Hertz must do more than just dump Advantage if it wants permission to buy Dollar Thrifty.
Hertz Global Holdings HTZ today resumed its pursuit of smaller auto rental rival Dollar Thrifty DTG, with a $2.1 billion offer. The bid would provide Dollar Thrifty stockholders with $72 per share, or a 3% premium to Friday’s closing price.
Hertz originally agreed to buy Dollar Thrifty in April 2010 for $1.2 billion. Soon after, privately-held Avis Budget Group said it might also have interest. Dollar Thrifty shareholders rejected the Hertz offer, thus setting off a bidding war that seemed to end last September when Avis offered a top value of $1.8 billion. But that deal remains in regulatory limbo, waiting for the FTC to give its stamp of approval.
So now Hertz is back, apparently believing that it knows the right sweet nothings to whisper into the ear of FTC boss Jon Leibowitz.

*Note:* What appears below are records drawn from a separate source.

//! The byte buffer every mutation stage writes into.
//!
//! Multi-byte values are read and written through explicit little/big-endian
//! encode/decode at a byte offset; nothing is reinterpreted in place.

/// Byte order used when a stage treats a window of the buffer as an integer.
#[derive(Debug, Clone, Copy, PartialEq, Eq)]
pub enum Endian {
    Little,
    Big,
}

/// A resizable byte sequence with a cursor.
///
/// The positioned operations (`read_*`, `write_*`, `xor_*`, `add_*`, `sub_*`)
/// act at the cursor set by [`MutationBuffer::seek`] and never move it. Accesses
/// past the end of the buffer panic, like slice indexing.
#[derive(Debug, Clone, Default, PartialEq, Eq)]
pub struct MutationBuffer {
    data: Vec<u8>,
    pos: usize,
}

impl MutationBuffer {
    pub fn new() -> Self {
        Self::default()
    }

    pub fn from_bytes(bytes: &[u8]) -> Self {
        Self {
            data: bytes.to_vec(),
            pos: 0,
        }
    }

    pub fn len(&self) -> usize {
        self.data.len()
    }

    pub fn is_empty(&self) -> bool {
        self.data.is_empty()
    }

    pub fn as_slice(&self) -> &[u8] {
        &self.data
    }

    pub fn as_mut_slice(&mut self) -> &mut [u8] {
        &mut self.data
    }

    pub fn into_vec(self) -> Vec<u8> {
        self.data
    }

    pub fn position(&self) -> usize {
        self.pos
    }

    pub fn seek(&mut self, pos: usize) -> &mut Self {
        self.pos = pos;
        self
    }

    /// Replaces the whole content (and length) with `src`.
    pub fn restore_from(&mut self, src: &[u8]) {
        self.data.clear();
        self.data.extend_from_slice(src);
    }

    /// Truncates or zero-extends the buffer.
    pub fn set_len(&mut self, len: usize) {
        self.data.resize(len, 0);
    }

    /// Toggles one bit. Bit `n` is bit `7 - (n & 7)` of byte `n >> 3`, so bits
    /// are walked from the most significant end of each byte.
    pub fn flip_bit(&mut self, bit: usize) {
        self.data[bit >> 3] ^= 128 >> (bit & 7);
    }

    pub fn read_u8(&self) -> u8 {
        self.data[self.pos]
    }

    pub fn read_u16(&self, endian: Endian) -> u16 {
        let raw = [self.data[self.pos], self.data[self.pos + 1]];
        match endian {
            Endian::Little => u16::from_le_bytes(raw),
            Endian::Big => u16::from_be_bytes(raw),
        }
    }

    pub fn read_u32(&self, endian: Endian) -> u32 {
        let p = self.pos;
        let raw = [
            self.data[p],
            self.data[p + 1],
            self.data[p + 2],
            self.data[p + 3],
        ];
        match endian {
            Endian::Little => u32::from_le_bytes(raw),
            Endian::Big => u32::from_be_bytes(raw),
        }
    }

    pub fn write_u8(&mut self, value: u8) {
        self.data[self.pos] = value;
    }

    pub fn write_u16(&mut self, value: u16, endian: Endian) {
        let raw = match endian {
            Endian::Little => value.to_le_bytes(),
            Endian::Big => value.to_be_bytes(),
        };
        self.data[self.pos..self.pos + 2].copy_from_slice(&raw);
    }

    pub fn write_u32(&mut self, value: u32, endian: Endian) {
        let raw = match endian {
            Endian::Little => value.to_le_bytes(),
            Endian::Big => value.to_be_bytes(),
        };
        self.data[self.pos..self.pos + 4].copy_from_slice(&raw);
    }

    pub fn write_bytes(&mut self, bytes: &[u8]) {
        self.data[self.pos..self.pos + bytes.len()].copy_from_slice(bytes);
    }

    pub fn xor_u8(&mut self, mask: u8) {
        self.data[self.pos] ^= mask;
    }

    pub fn xor_u16(&mut self, mask: u16) {
        // XOR is byte-order agnostic when the mask is applied in the same order.
        let v = self.read_u16(Endian::Little) ^ mask;
        self.write_u16(v, Endian::Little);
    }

    pub fn xor_u32(&mut self, mask: u32) {
        let v = self.read_u32(Endian::Little) ^ mask;
        self.write_u32(v, Endian::Little);
    }

    pub fn add_u8(&mut self, delta: u8) {
        self.data[self.pos] = self.data[self.pos].wrapping_add(delta);
    }

    pub fn sub_u8(&mut self, delta: u8) {
        self.data[self.pos] = self.data[self.pos].wrapping_sub(delta);
    }

    pub fn add_u16(&mut self, delta: u16, endian: Endian) {
        let v = self.read_u16(endian).wrapping_add(delta);
        self.write_u16(v, endian);
    }

    pub fn sub_u16(&mut self, delta: u16, endian: Endian) {
        let v = self.read_u16(endian).wrapping_sub(delta);
        self.write_u16(v, endian);
    }

    pub fn add_u32(&mut self, delta: u32, endian: Endian) {
        let v = self.read_u32(endian).wrapping_add(delta);
        self.write_u32(v, endian);
    }

    pub fn sub_u32(&mut self, delta: u32, endian: Endian) {
        let v = self.read_u32(endian).wrapping_sub(delta);
        self.write_u32(v, endian);
    }

    /// Copies `len` bytes from `src` to `dst` inside this buffer. The ranges
    /// may overlap.
    pub fn copy_within(&mut self, src: usize, dst: usize, len: usize) {
        self.data.copy_within(src..src + len, dst);
    }

    /// Copies `len` bytes of `other` starting at `src` into this buffer at `dst`.
    pub fn copy_from(&mut self, other: &[u8], src: usize, dst: usize, len: usize) {
        self.data[dst..dst + len].copy_from_slice(&other[src..src + len]);
    }

    pub fn fill(&mut self, start: usize, len: usize, value: u8) {
        self.data[start..start + len].fill(value);
    }

    /// Inserts `bytes` before position `at`, shifting the tail right.
    pub fn insert(&mut self, at: usize, bytes: &[u8]) {
        self.data.splice(at..at, bytes.iter().copied());
    }

    /// Removes `len` bytes starting at `at`, shifting the tail left.
    pub fn remove(&mut self, at: usize, len: usize) {
        self.data.drain(at..at + len);
    }
}

impl From<Vec<u8>> for MutationBuffer {
    fn from(data: Vec<u8>) -> Self {
        Self { data, pos: 0 }
    }
}

impl AsRef<[u8]> for MutationBuffer {
    fn as_ref(&self) -> &[u8] {
        &self.data
    }
}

Here is how Hertz chairman and CEO Mark Frissora explained it in a press release:
“We have always known that antitrust considerations would be pivotal in any transaction with Dollar Thrifty, and that a combination of Avis Budget and Dollar Thrifty would face serious antitrust obstacles. Avis Budget has been unable to produce a viable antitrust remedy, despite an entire year of discussions with the FTC with no end in sight. In contrast, we are confident we can deliver a compelling proposal to the FTC centered around the divestiture of our Advantage brand, and are committed to working proactively to move through this process as quickly as possible.”
Am I the only one who thinks Frissora is holding something back? Divesting Advantage simply cannot be the straw that stirs the FTC’s drink. Hertz currently has over 2300 staffed U.S. locations (which is more than Avis), of which fewer than 50 are Advantage. That’s virtually a rounding error. It would be like the NY Yankees saying that they want payroll parity, and that they’ll get there by releasing Francisco Cervelli.